То, что творилось в нашей армии, напоминало обстановку в турецкой армии в 1914 году, и сердце мое обливалось кровью. Турки же теперь, наоборот, были очень сильны духом и хорошо вооружены. Даже их женщины и дети нагружались продуктами и боеприпасами и доставляли их в армию и партизанам. Все турецкое население преследовало нас; люди готовы были испепелить нас даже взглядом. Дух зятя Кривого Мехмеда не умер. Казалось, его кровь перелилась в жилы этих дьяволов.
«Сопротивление, возглавленное Кемалем, вдохновило турок». Когда Дросакис впервые произнес эти слова, я готов был задушить его, а теперь понял их справедливость. Я заколебался. Значит, все, что он говорил, правда? Значит и наш героизм и пролитая кровь напрасны, значит мы защищали неправое дело и это приведет нас к гибели? В самом деле, за что мы боремся?.. Но тут меня охватили гнев и стыд. Далеко ли уйдешь с таким малодушием? Может, я завидую туркам, что у них есть мужество, а у нас его нет? В борьбе за свободу, как и во всякой борьбе, бывают трудности, которые иногда кажутся непреодолимыми. Но надо верить! Есть ли у меня вера?
Я поделился своими раздумьями с Дросакисом.
— Я знал, что ты не дурак, — сказал Дросакис. — А теперь ты и думать научился. Вот и поразмысли. Ты говоришь — борьба за свободу… А для кого эта свобода?..
— Послушай, — резко прервал я его, — хватит! Не начинай снова-здорово. Это не мое дело. Пусть об этом думают правители, генералы, писаки. А я простой солдат. Я закрываю глаза, затыкаю уши, иду вперед, стреляю, убиваю.
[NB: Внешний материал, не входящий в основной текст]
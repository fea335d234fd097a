use std::ffi::OsString;
use std::fs;
use std::io::{self, Write};
use std::path::{Path, PathBuf};

use tempfile::NamedTempFile;
use tracing::debug;

/// Output name used when none is given: `song.mid` becomes
/// `song (flipped).mid`, or `song (flipped, octaves kept).mid` when octave
/// preservation is on. An input without an extension gets `.mid`.
pub fn derive_output_path(input: &Path, preserve_octaves: bool) -> PathBuf {
    let stem = input
        .file_stem()
        .map(OsString::from)
        .unwrap_or_else(|| OsString::from("output"));
    let mut name = stem;
    name.push(if preserve_octaves {
        " (flipped, octaves kept)"
    } else {
        " (flipped)"
    });
    name.push(".");
    name.push(input.extension().unwrap_or_else(|| "mid".as_ref()));
    input.with_file_name(name)
}

/// Whether `input` and `output` name the same file.
pub fn is_same_file(input: &Path, output: &Path) -> bool {
    match (fs::canonicalize(input), fs::canonicalize(output)) {
        (Ok(a), Ok(b)) => a == b,
        _ => input == output,
    }
}

/// Write `bytes` to `path`.
///
/// With `in_place`, the bytes go to a temporary file next to `path` first and
/// replace it only once completely written.
pub fn write_output(path: &Path, bytes: &[u8], in_place: bool) -> io::Result<()> {
    if !in_place {
        fs::write(path, bytes)?;
        debug!("Wrote {} bytes to {}", bytes.len(), path.display());
        return Ok(());
    }

    let dir = match path.parent() {
        Some(dir) if !dir.as_os_str().is_empty() => dir,
        _ => Path::new("."),
    };
    let mut temp = NamedTempFile::new_in(dir)?;
    temp.write_all(bytes)?;
    temp.flush()?;
    debug!("Replacing {} via {}", path.display(), temp.path().display());
    temp.persist(path).map_err(|err| err.error)?;
    Ok(())
}
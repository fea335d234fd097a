use tracing::{debug, warn};

use crate::error::DecodeError;
use crate::general::analyze::{CHANNELS, PERCUSSION_CHANNEL};
use crate::midi::event::{EventKind, EventStream, VoiceMessage};
use crate::midi::Track;

pub const DATA_ENTRY_MSB: u8 = 0x06;
pub const DATA_ENTRY_LSB: u8 = 0x26;
pub const RPN_LSB: u8 = 0x64;
pub const RPN_MSB: u8 = 0x65;

/// Shifts of this size are treated as noise and never applied.
const IGNORED_SHIFT: i8 = 11;

/// Reflect a note number across the 0..=127 range.
pub fn mirror_note(note: u8) -> u8 {
    note ^ 0x7F
}

/// Reflect a 14-bit pitch bend split into its two data bytes.
pub fn mirror_pitch_bend(lsb: u8, msb: u8) -> (u8, u8) {
    let value = (((msb & 0x7F) as u16) << 7) | (lsb & 0x7F) as u16;
    let mirrored = value ^ 0x3FFF;
    ((mirrored & 0x7F) as u8, ((mirrored >> 7) & 0x7F) as u8)
}

/// Move a note by whole octaves, wrapping like an 8-bit register and then
/// dropping octaves until the top bit is clear again.
pub fn shift_octaves(note: u8, octaves: i8) -> u8 {
    let mut shifted = (note as i32 + 12 * octaves as i32) as u8;
    while shifted & 0x80 != 0 {
        shifted = shifted.wrapping_sub(12);
    }
    shifted
}

/// Registered parameter number selected by controllers 0x65 / 0x64.
#[derive(Clone, Copy, Debug, Default, PartialEq, Eq)]
pub struct RpnRegister {
    pub msb: u8,
    pub lsb: u8,
}

impl RpnRegister {
    pub fn value(&self) -> u16 {
        (((self.msb & 0x7F) as u16) << 7) | (self.lsb & 0x7F) as u16
    }

    /// Fine (1) and coarse (2) tuning are the only parameters that carry pitch.
    pub fn selects_tuning(&self) -> bool {
        matches!(self.value(), 1 | 2)
    }
}

/// What the rewriting pass did to one track.
#[derive(Clone, Debug, PartialEq, Eq)]
pub struct TrackReport {
    pub index: usize,
    pub octave_shifts: [i8; CHANNELS],
    pub notes: usize,
    pub tuning_values: usize,
    pub pitch_bends: usize,
    /// Invalid instruction that stopped the track; bytes from there on are untouched.
    pub halted: Option<DecodeError>,
}

/// Mirror every pitch-bearing value of track `index` in place.
///
/// Notes on the percussion channel keep their pitch. Tuning data entry and
/// pitch bend are mirrored on every channel. With `preserve_octaves`, each
/// mirrored note is moved by its channel's entry in `octave_shifts` unless
/// that entry is ±11.
pub fn transpose_track(
    track: &mut Track,
    index: usize,
    octave_shifts: &[i8; CHANNELS],
    preserve_octaves: bool,
) -> Result<TrackReport, DecodeError> {
    let mut report = TrackReport {
        index,
        octave_shifts: *octave_shifts,
        notes: 0,
        tuning_values: 0,
        pitch_bends: 0,
        halted: None,
    };
    let mut stream = EventStream::new(index);
    let mut rpn = RpnRegister::default();

    loop {
        let event = match stream.next_event(track.as_bytes()) {
            Ok(Some(event)) => event,
            Ok(None) => break,
            Err(err) if err.is_track_local() => {
                warn!("{}", err);
                report.halted = Some(err);
                break;
            }
            Err(err) => return Err(err),
        };
        let EventKind::ChannelVoice { channel, message } = event.kind else {
            continue;
        };
        let bytes = track.as_bytes_mut();

        match message {
            VoiceMessage::NoteOff { key, .. }
            | VoiceMessage::NoteOn { key, .. }
            | VoiceMessage::PolyAftertouch { key, .. } => {
                if channel == PERCUSSION_CHANNEL {
                    continue;
                }
                let mut note = mirror_note(bytes[key]);
                let shift = octave_shifts[channel as usize];
                if preserve_octaves && shift.abs() != IGNORED_SHIFT {
                    note = shift_octaves(note, shift);
                }
                bytes[key] = note;
                report.notes += 1;
            }
            VoiceMessage::ControlChange { controller, value } => match bytes[controller] {
                RPN_LSB => rpn.lsb = bytes[value],
                RPN_MSB => rpn.msb = bytes[value],
                DATA_ENTRY_MSB | DATA_ENTRY_LSB if rpn.selects_tuning() => {
                    bytes[value] = mirror_note(bytes[value]);
                    report.tuning_values += 1;
                }
                _ => {}
            },
            VoiceMessage::PitchBend { lsb, msb } => {
                let (new_lsb, new_msb) = mirror_pitch_bend(bytes[lsb], bytes[msb]);
                bytes[lsb] = new_lsb;
                bytes[msb] = new_msb;
                report.pitch_bends += 1;
            }
            VoiceMessage::ProgramChange { .. } | VoiceMessage::ChannelPressure { .. } => {}
        }
    }

    debug!(
        "Track {} reformatted: {} notes, {} tuning values, {} pitch bends",
        index + 1,
        report.notes,
        report.tuning_values,
        report.pitch_bends
    );
    Ok(report)
}

#[cfg(test)]
mod tests {
    use super::*;
    use pretty_assertions::assert_eq;

    fn track(payload: &[u8]) -> Track {
        let mut out = b"MTrk".to_vec();
        out.extend_from_slice(&(payload.len() as u32).to_be_bytes());
        out.extend_from_slice(payload);
        Track::from_chunk(out)
    }

    const NO_SHIFT: [i8; CHANNELS] = [0; CHANNELS];

    #[test]
    fn mirror_note_reflects_range() {
        assert_eq!(mirror_note(0), 127);
        assert_eq!(mirror_note(1), 126);
        assert_eq!(mirror_note(60), 67);
        for note in 0..=127u8 {
            assert_eq!(mirror_note(mirror_note(note)), note);
        }
    }

    #[test]
    fn pitch_bend_centre_and_extremes() {
        // 0x2000 is the centre; mirrored it becomes 0x1FFF
        assert_eq!(mirror_pitch_bend(0x00, 0x40), (0x7F, 0x3F));
        assert_eq!(mirror_pitch_bend(0x00, 0x00), (0x7F, 0x7F));
        for (lsb, msb) in [(0x12, 0x34), (0x7F, 0x00), (0x01, 0x7E)] {
            let (l, m) = mirror_pitch_bend(lsb, msb);
            assert_eq!(mirror_pitch_bend(l, m), (lsb, msb));
        }
    }

    #[test]
    fn octave_shift_wraps_back_into_range() {
        assert_eq!(shift_octaves(67, -1), 55);
        assert_eq!(shift_octaves(100, 2), 124);
        // 120 + 12 = 132, one octave dropped
        assert_eq!(shift_octaves(120, 1), 120);
        // 5 - 12 wraps to 249 and keeps dropping until it clears the top bit
        assert_eq!(shift_octaves(5, -1), 117);
    }

    #[test]
    fn rpn_register_gates_tuning() {
        assert!(!RpnRegister::default().selects_tuning());
        assert!(RpnRegister { msb: 0, lsb: 1 }.selects_tuning());
        assert!(RpnRegister { msb: 0, lsb: 2 }.selects_tuning());
        assert!(!RpnRegister { msb: 1, lsb: 1 }.selects_tuning());
    }

    #[test]
    fn notes_are_mirrored_except_percussion() {
        let mut t = track(&[
            0x00, 0x90, 0x3C, 0x64,
            0x00, 0x99, 0x24, 0x64,
            0x00, 0x80, 0x3C, 0x00,
        ]);
        let report = transpose_track(&mut t, 0, &NO_SHIFT, false).unwrap();
        assert_eq!(
            t.payload(),
            &[0x00, 0x90, 0x43, 0x64, 0x00, 0x99, 0x24, 0x64, 0x00, 0x80, 0x43, 0x00]
        );
        assert_eq!(report.notes, 2);
        assert_eq!(report.halted, None);
    }

    #[test]
    fn preserve_octaves_applies_channel_shift() {
        let mut shifts = NO_SHIFT;
        shifts[0] = -1;
        shifts[1] = 11;
        let mut t = track(&[0x00, 0x90, 0x3C, 0x64, 0x00, 0x91, 0x3C, 0x64]);
        transpose_track(&mut t, 0, &shifts, true).unwrap();
        // 60 -> 67 -> 55 on channel 0; channel 1's shift of 11 is skipped
        assert_eq!(t.payload(), &[0x00, 0x90, 0x37, 0x64, 0x00, 0x91, 0x43, 0x64]);

        let mut t = track(&[0x00, 0x90, 0x3C, 0x64]);
        transpose_track(&mut t, 0, &shifts, false).unwrap();
        assert_eq!(t.payload(), &[0x00, 0x90, 0x43, 0x64]);
    }

    #[test]
    fn tuning_data_entry_follows_rpn() {
        let mut t = track(&[
            0x00, 0xB0, 0x06, 0x10, // data entry before any RPN: untouched
            0x00, 0xB0, 0x65, 0x00, // RPN MSB 0
            0x00, 0xB0, 0x64, 0x02, // RPN LSB 2, coarse tuning
            0x00, 0xB0, 0x06, 0x10, // mirrored
            0x00, 0xB9, 0x26, 0x20, // mirrored, even on percussion
            0x00, 0xB0, 0x64, 0x00, // RPN 0, bend range
            0x00, 0xB0, 0x06, 0x10, // untouched
        ]);
        let report = transpose_track(&mut t, 0, &NO_SHIFT, false).unwrap();
        assert_eq!(
            t.payload(),
            &[
                0x00, 0xB0, 0x06, 0x10,
                0x00, 0xB0, 0x65, 0x00,
                0x00, 0xB0, 0x64, 0x02,
                0x00, 0xB0, 0x06, 0x6F,
                0x00, 0xB9, 0x26, 0x5F,
                0x00, 0xB0, 0x64, 0x00,
                0x00, 0xB0, 0x06, 0x10,
            ]
        );
        assert_eq!(report.tuning_values, 2);
    }

    #[test]
    fn pitch_bend_is_mirrored_on_every_channel() {
        let mut t = track(&[0x00, 0xE9, 0x00, 0x40, 0x00, 0xE0, 0x7F, 0x7F]);
        let report = transpose_track(&mut t, 0, &NO_SHIFT, true).unwrap();
        assert_eq!(t.payload(), &[0x00, 0xE9, 0x7F, 0x3F, 0x00, 0xE0, 0x00, 0x00]);
        assert_eq!(report.pitch_bends, 2);
    }

    #[test]
    fn invalid_instruction_leaves_rest_untouched() {
        let payload = [
            0x00, 0x90, 0x3C, 0x64,
            0x00, 0xF4, // undefined system common byte
            0x00, 0x90, 0x3C, 0x64,
        ];
        let mut t = track(&payload);
        let report = transpose_track(&mut t, 1, &NO_SHIFT, false).unwrap();
        assert_eq!(&t.payload()[..4], &[0x00, 0x90, 0x43, 0x64]);
        assert_eq!(&t.payload()[4..], &payload[4..]);
        assert_eq!(
            report.halted,
            Some(DecodeError::InvalidInstruction { track: 1, offset: 13, instruction: 0xF })
        );
    }

    #[test]
    fn rewriting_twice_restores_original() {
        let payload = [
            0x00, 0xFF, 0x03, 0x02, b'h', b'i',
            0x00, 0x92, 0x10, 0x64, 0x30, 0x20, 0x64, // running status
            0x00, 0xE2, 0x11, 0x22,
            0x00, 0xB2, 0x65, 0x00, 0x00, 0xB2, 0x64, 0x01, 0x00, 0xB2, 0x06, 0x33,
            0x00, 0xF0, 0x02, 0x01, 0x02, 0xF7,
            0x00, 0x82, 0x10, 0x00,
        ];
        let mut t = track(&payload);
        transpose_track(&mut t, 0, &NO_SHIFT, false).unwrap();
        assert_ne!(t.payload(), &payload[..]);
        transpose_track(&mut t, 0, &NO_SHIFT, false).unwrap();
        assert_eq!(t.payload(), &payload[..]);
    }
}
Правая бровь Дросакиса задергалась; это значило, что он сердится.
— На мой взгляд, тот, кто не дает себе труда подумать и только пожимает плечами, совершает преступление. Но ты, Аксиотис, виновен вдвойне. Ты думаешь, что историю делают генералы и правители. Закрываешь глаза, затыкаешь уши и становишься просто бревном, которое толкают в пропасть. Но ты же не бревно, ты мыслящее существо, ты народ! Ты обязан разобраться в событиях и изменить их ход.
Остановить его было невозможно. Он говорил, говорил, и звук собственного голоса еще сильнее разжигал его пыл. В этот момент ему казалось удивительным, что на земле могут существовать люди, думающие по-иному, чем он, люди, которые не видят того, что он видит так ясно.
— Черт возьми! — воскликнул он. — Ведь и я воюю, воюю всей душой. Не боюсь смерти, не думаю о том, что трачу лучшие годы жизни в этих проклятых турецких горах. Но я боюсь, что невольно могу стать соучастником в деле, которое только повредит моей родине, моему народу.